WHAT YOU HAVE TO DO
Please filter the entries and return only the lines that include "flag".

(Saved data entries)

═══

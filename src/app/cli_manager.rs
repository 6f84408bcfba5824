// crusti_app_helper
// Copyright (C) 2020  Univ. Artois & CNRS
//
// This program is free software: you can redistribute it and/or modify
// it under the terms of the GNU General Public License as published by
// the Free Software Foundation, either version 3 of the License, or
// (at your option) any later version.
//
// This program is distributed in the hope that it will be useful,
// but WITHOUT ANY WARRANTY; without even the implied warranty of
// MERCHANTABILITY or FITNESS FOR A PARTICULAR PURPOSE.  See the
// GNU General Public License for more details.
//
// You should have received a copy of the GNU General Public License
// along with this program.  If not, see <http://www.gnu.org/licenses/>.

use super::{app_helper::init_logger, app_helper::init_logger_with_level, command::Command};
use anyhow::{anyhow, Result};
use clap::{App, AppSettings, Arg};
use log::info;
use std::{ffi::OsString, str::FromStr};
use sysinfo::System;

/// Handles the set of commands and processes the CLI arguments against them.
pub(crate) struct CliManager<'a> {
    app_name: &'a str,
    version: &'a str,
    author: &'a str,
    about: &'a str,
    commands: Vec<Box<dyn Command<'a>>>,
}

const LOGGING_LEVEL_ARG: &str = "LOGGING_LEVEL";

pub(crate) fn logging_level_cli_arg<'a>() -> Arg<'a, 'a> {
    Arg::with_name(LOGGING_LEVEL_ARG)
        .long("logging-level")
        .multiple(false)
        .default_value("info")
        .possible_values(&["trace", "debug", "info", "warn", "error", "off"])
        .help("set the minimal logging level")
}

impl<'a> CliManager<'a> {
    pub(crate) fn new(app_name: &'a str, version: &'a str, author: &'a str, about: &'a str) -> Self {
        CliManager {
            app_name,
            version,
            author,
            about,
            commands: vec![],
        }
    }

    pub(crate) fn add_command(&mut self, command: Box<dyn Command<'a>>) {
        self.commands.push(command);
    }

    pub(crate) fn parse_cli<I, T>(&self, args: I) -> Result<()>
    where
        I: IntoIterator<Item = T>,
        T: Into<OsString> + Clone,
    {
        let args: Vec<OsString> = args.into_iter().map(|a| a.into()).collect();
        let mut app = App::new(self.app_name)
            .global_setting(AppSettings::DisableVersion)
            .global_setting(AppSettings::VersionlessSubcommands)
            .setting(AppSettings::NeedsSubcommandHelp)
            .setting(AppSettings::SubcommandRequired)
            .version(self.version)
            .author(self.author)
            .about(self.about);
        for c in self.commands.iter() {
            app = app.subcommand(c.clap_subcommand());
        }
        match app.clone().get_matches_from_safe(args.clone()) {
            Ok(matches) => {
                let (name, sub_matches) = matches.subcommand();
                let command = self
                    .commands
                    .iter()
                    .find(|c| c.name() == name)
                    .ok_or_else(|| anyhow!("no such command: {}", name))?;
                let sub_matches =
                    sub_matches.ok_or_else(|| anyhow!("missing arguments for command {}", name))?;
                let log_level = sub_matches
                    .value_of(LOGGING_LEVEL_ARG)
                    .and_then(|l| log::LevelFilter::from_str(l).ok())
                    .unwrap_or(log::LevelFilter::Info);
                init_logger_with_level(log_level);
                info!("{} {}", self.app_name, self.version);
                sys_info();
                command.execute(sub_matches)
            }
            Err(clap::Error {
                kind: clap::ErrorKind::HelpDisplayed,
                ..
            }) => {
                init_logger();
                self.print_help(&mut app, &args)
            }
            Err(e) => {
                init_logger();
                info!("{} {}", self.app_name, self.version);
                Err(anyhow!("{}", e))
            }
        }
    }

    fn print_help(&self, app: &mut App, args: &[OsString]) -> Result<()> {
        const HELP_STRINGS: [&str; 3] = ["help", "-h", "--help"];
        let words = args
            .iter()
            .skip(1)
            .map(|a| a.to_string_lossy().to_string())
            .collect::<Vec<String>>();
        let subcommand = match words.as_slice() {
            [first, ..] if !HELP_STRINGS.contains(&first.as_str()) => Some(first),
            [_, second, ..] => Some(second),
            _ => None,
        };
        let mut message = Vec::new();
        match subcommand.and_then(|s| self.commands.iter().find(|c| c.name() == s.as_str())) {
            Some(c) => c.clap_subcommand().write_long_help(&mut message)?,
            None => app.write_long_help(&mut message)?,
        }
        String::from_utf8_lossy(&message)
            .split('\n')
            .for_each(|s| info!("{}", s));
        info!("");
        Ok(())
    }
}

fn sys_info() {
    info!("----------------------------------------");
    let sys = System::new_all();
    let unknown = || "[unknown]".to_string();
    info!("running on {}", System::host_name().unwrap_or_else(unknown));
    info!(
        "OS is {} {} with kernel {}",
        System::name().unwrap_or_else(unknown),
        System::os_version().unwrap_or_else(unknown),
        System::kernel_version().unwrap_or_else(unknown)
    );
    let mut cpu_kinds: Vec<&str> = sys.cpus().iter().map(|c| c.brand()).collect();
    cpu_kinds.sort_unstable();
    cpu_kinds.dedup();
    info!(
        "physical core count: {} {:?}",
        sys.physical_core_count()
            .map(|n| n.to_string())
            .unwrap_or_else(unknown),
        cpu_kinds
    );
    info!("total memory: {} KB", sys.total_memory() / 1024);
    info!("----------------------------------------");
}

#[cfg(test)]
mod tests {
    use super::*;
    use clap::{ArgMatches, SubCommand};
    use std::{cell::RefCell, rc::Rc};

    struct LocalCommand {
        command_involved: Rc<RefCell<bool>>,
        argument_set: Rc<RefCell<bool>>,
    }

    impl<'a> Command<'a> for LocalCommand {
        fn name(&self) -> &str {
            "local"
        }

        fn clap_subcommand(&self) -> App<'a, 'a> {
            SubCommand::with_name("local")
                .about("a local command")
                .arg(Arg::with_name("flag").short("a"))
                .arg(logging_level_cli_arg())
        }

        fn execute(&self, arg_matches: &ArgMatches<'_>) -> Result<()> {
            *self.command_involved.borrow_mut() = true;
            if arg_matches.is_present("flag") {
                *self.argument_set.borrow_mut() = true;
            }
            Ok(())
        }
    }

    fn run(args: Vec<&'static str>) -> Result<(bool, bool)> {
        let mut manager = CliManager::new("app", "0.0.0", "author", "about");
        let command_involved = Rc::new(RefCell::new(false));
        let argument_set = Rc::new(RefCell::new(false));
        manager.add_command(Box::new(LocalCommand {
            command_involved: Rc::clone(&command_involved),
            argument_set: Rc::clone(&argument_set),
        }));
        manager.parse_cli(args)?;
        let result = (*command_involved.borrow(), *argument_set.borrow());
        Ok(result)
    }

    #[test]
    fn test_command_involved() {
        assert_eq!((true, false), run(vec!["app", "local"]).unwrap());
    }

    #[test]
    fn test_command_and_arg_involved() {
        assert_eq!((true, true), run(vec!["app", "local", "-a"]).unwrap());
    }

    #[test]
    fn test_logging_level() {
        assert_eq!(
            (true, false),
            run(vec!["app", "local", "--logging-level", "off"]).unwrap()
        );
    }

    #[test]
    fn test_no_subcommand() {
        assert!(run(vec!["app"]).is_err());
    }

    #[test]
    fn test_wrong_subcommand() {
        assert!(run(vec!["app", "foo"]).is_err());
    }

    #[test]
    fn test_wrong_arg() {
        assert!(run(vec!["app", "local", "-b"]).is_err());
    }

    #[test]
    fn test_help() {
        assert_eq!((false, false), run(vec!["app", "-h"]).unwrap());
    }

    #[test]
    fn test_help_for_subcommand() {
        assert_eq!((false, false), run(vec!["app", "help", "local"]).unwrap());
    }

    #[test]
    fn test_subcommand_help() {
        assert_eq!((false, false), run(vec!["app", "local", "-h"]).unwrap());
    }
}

═══

RESULT OF THIS EXERCISE
                .arg(Arg::with_name("flag").short("a"))
            if arg_matches.is_present("flag") {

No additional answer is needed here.